For example, songs being 3-4 minutes and albums 40 minutes to an hour are all to do with the fact that when popular music evolved it was played exclusively on vinyl. Similarly bass and kick drums are almost always mixed to the centre so the record player needles didn't jump when they hit one side of a stereo record track.

Even in the professional world of recording, the most highly regarded and expensive microphones are not any that were built in the last decade, or even the last two decades, it is the ones from the 50's and 60's that had a particular 'sound'. Even through the recording stage a lot of producers and engineers will prefer to track to 24 track analogue tape due to the slightly compressed distinctive sound it has, particularly for drums - even though it will of course be converted to digital later.

A recent phenomenon is that tracks are being made progressively 'louder' and pushed more and more towards the top limit of reproduction to make them come over louder on the radio and sound 'better'. The fallback of that is that songs sound 'flat' and devoid of any real dynamics.

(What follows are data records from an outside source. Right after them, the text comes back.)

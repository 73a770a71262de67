use record_diff::{DiffConfig, DiffSession};

fn usage() -> ! {
    eprintln!("Usage: custom_config <OLD.json> <NEW.json>");
    std::process::exit(2);
}

fn main() -> Result<(), Box<dyn std::error::Error>> {
    let mut args = std::env::args().skip(1);
    let old_path = args.next().unwrap_or_else(|| usage());
    let new_path = args.next().unwrap_or_else(|| usage());

    let old_text = std::fs::read_to_string(&old_path)?;
    let new_text = std::fs::read_to_string(&new_path)?;

    let cfg = DiffConfig::builder()
        .max_align_cells(10_000)
        .move_similarity_threshold(0.9)
        .log_decisions(true)
        .build()?;
    let session = DiffSession::with_config(cfg)?;

    let report = session.diff_json(&old_text, &new_text);

    for error in &report.errors {
        eprintln!("error: {}", error);
    }

    for table in &report.tables {
        let counts = table.counts();
        println!(
            "{}: {} rows, {} moved",
            table.path,
            table.rows.len(),
            counts.moved
        );
    }
    Ok(())
}
//! JSON input normalization.
//!
//! Turns parsed JSON into the [`Node`] model and flattens a node tree into
//! the field and table maps the engine diffs:
//! - objects tagged `"type": "table"` become [`Table`]s
//! - objects tagged `"type": "structure"` become [`Structure`]s of their `fields`
//! - arrays and scalars stay opaque [`Node::Value`] leaves
//! - any other object becomes a structure of its members

use crate::engine::TableMap;
use crate::field_diff::FieldMap;
use crate::model::{Node, Row, Structure, Table};
use log::warn;
use serde_json::{Map, Value};
use std::collections::BTreeMap;
use thiserror::Error;

/// Path used for a root table or a root leaf value.
pub const ROOT_PATH: &str = "ROOT";

const ID_KEYS: [&str; 3] = ["id", "$id", "key"];

#[derive(Debug, Error)]
pub enum NormalizeError {
    #[error("invalid JSON: {0}")]
    InvalidJson(#[from] serde_json::Error),
}

/// Flattened view of one record.
#[derive(Debug, Clone, Default, PartialEq)]
pub struct Collected {
    pub fields: FieldMap,
    pub tables: TableMap,
}

/// Parses and normalizes JSON text. Blank input yields `Ok(None)`.
pub fn parse_json(text: &str) -> Result<Option<Node>, NormalizeError> {
    if text.trim().is_empty() {
        return Ok(None);
    }
    let value: Value = serde_json::from_str(text).map_err(|err| {
        warn!("invalid JSON input: {err}");
        NormalizeError::from(err)
    })?;
    Ok(Some(normalize_value(&value)))
}

pub fn normalize_value(value: &Value) -> Node {
    let Value::Object(object) = value else {
        return Node::Value(value.clone());
    };

    match object.get("type").and_then(Value::as_str) {
        Some("table") => Node::Table(normalize_table(object)),
        Some("structure") => {
            let fields = match object.get("fields") {
                Some(Value::Object(fields)) => normalize_fields(fields),
                _ => BTreeMap::new(),
            };
            Node::Structure(Structure { fields })
        }
        _ => Node::Structure(Structure {
            fields: normalize_fields(object),
        }),
    }
}

fn normalize_fields(object: &Map<String, Value>) -> BTreeMap<String, Node> {
    object
        .iter()
        .map(|(name, value)| (name.clone(), normalize_value(value)))
        .collect()
}

fn normalize_table(object: &Map<String, Value>) -> Table {
    let mut columns: Vec<String> = match object.get("columns") {
        Some(Value::Array(items)) => items
            .iter()
            .filter_map(Value::as_str)
            .map(str::to_string)
            .collect(),
        _ => Vec::new(),
    };
    let declared = !columns.is_empty();

    let raw_rows: &[Value] = match object.get("rows") {
        Some(Value::Array(items)) => items,
        _ => &[],
    };

    let mut rows = Vec::with_capacity(raw_rows.len());
    for (index, raw) in raw_rows.iter().enumerate() {
        let (row, seen) = normalize_row(raw, index, &columns);
        if !declared {
            for column in seen {
                if !columns.contains(&column) {
                    columns.push(column);
                }
            }
        }
        rows.push(row);
    }

    let name = ["name", "title"]
        .iter()
        .find_map(|key| object.get(*key).and_then(Value::as_str))
        .map(str::to_string);

    let mut table = Table::new(columns, rows);
    table.name = name;
    table
}

/// Normalizes one row, returning it with its cell names in input order.
fn normalize_row(raw: &Value, index: usize, columns: &[String]) -> (Row, Vec<String>) {
    let object = raw.as_object();

    let explicit_id = object.and_then(|obj| {
        ID_KEYS
            .iter()
            .filter_map(|key| obj.get(*key))
            .find(|value| !value.is_null())
            .map(id_text)
    });
    let has_explicit_id = explicit_id.is_some();
    let id = explicit_id.unwrap_or_else(|| (index + 1).to_string());

    let source = object.and_then(|obj| {
        ["cells", "values"]
            .iter()
            .filter_map(|key| obj.get(*key))
            .find(|value| !value.is_null())
    });

    let mut cells = BTreeMap::new();
    let mut seen = Vec::new();
    match (source, object) {
        (Some(Value::Array(values)), _) => {
            for (column, value) in columns.iter().zip(values) {
                cells.insert(column.clone(), normalize_value(value));
                seen.push(column.clone());
            }
        }
        (Some(Value::Object(map)), _) | (None, Some(map)) => {
            for (column, value) in map {
                cells.insert(column.clone(), normalize_value(value));
                seen.push(column.clone());
            }
        }
        _ => {}
    }

    (Row::new(id, has_explicit_id, cells), seen)
}

fn id_text(value: &Value) -> String {
    match value {
        Value::String(s) => s.clone(),
        other => other.to_string(),
    }
}

/// Flattens `node` into dotted-path fields and tables.
pub fn collect(node: &Node) -> Collected {
    let mut out = Collected::default();
    match node {
        Node::Structure(structure) => collect_structure(structure, "", &mut out),
        Node::Table(table) => {
            out.tables.insert(ROOT_PATH.to_string(), table.clone());
        }
        Node::Value(value) => {
            out.fields.insert(ROOT_PATH.to_string(), value.clone());
        }
    }
    out
}

fn collect_structure(structure: &Structure, prefix: &str, out: &mut Collected) {
    for (name, child) in &structure.fields {
        let path = if prefix.is_empty() {
            name.clone()
        } else {
            format!("{prefix}.{name}")
        };
        match child {
            Node::Table(table) => {
                out.tables.insert(path, table.clone());
            }
            Node::Structure(nested) => collect_structure(nested, &path, out),
            Node::Value(value) => {
                out.fields.insert(path, value.clone());
            }
        }
    }
}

However, this is a sound which converts surprisingly well for compressed formats like MP3.

When I converse in professional recording circles, the ethos always has been to push up the boundary in fidelity of recordings in pursuit of the ultimate sound. Many thousands are spent on gear to get the final few percent into a recording.

What is sad and interesting is that there are a lot of professionals who now feel that when 99% of the listening of their work is going to be put through a cut down or compressed format, that to push the boundary for that final few percent of greatness is a waste of time and money.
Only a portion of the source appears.